TRY IT
Say how many lines in the records hold the word "count", and give nothing but that number.
+-------+
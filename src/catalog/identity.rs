use serde::{Deserialize, Deserializer, Serialize, Serializer};
use std::fmt;

/// Key naming one documentation catalog (e.g., `admin`, `rpc`).
///
/// The repository resolves catalogs by this key, so each generated page keeps
/// a stable handle even when several are loaded side by side.
#[derive(Clone, Debug, Eq, PartialEq, Ord, PartialOrd, Hash, Serialize, Deserialize)]
#[serde(transparent)]
pub struct CatalogKey(pub String);

/// Ordering number assigned to a group, section, or entry when the catalog
/// was generated.
///
/// Orders are carried as text because that is how the generator emits them;
/// filtering never renumbers, so a filtered view may show gaps.
#[derive(Clone, Debug, Eq, PartialEq, Ord, PartialOrd, Hash, Serialize, Deserialize)]
#[serde(transparent)]
pub struct Order(pub String);

impl Order {
    pub fn new(value: impl Into<String>) -> Self {
        Self(value.into())
    }

    pub fn as_str(&self) -> &str {
        &self.0
    }
}

impl fmt::Display for Order {
    fn fmt(&self, f: &mut fmt::Formatter<'_>) -> fmt::Result {
        f.write_str(&self.0)
    }
}

impl From<&str> for Order {
    fn from(value: &str) -> Self {
        Self(value.to_string())
    }
}

impl fmt::Display for CatalogKey {
    fn fmt(&self, f: &mut fmt::Formatter<'_>) -> fmt::Result {
        f.write_str(&self.0)
    }
}

/// How the renderer lays out a catalog.
///
/// `SingleGroup` hides the lone implicit group and lists its sections at the
/// top level; `MultiGroup` renders each group as its own top-level item. The
/// tag is fixed when the catalog is loaded.
#[derive(Clone, Copy, Debug, Eq, PartialEq, Hash)]
pub enum Presentation {
    SingleGroup,
    MultiGroup,
}

const PRESENTATIONS: &[&str] = &["single_group", "multi_group"];

impl Presentation {
    pub fn as_str(&self) -> &'static str {
        match self {
            Presentation::SingleGroup => "single_group",
            Presentation::MultiGroup => "multi_group",
        }
    }

    fn from_str(value: &str) -> Option<Self> {
        match value {
            "single_group" => Some(Presentation::SingleGroup),
            "multi_group" => Some(Presentation::MultiGroup),
            _ => None,
        }
    }

    /// Layout used when a catalog file does not declare one.
    pub fn for_group_count(count: usize) -> Self {
        if count == 1 {
            Presentation::SingleGroup
        } else {
            Presentation::MultiGroup
        }
    }
}

impl Serialize for Presentation {
    fn serialize<S>(&self, serializer: S) -> Result<S::Ok, S::Error>
    where
        S: Serializer,
    {
        serializer.serialize_str(self.as_str())
    }
}

impl<'de> Deserialize<'de> for Presentation {
    fn deserialize<D>(deserializer: D) -> Result<Self, D::Error>
    where
        D: Deserializer<'de>,
    {
        let value = String::deserialize(deserializer)?;
        Self::from_str(&value)
            .ok_or_else(|| serde::de::Error::unknown_variant(&value, PRESENTATIONS))
    }
}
+-------+
YOUR RESPONSE
2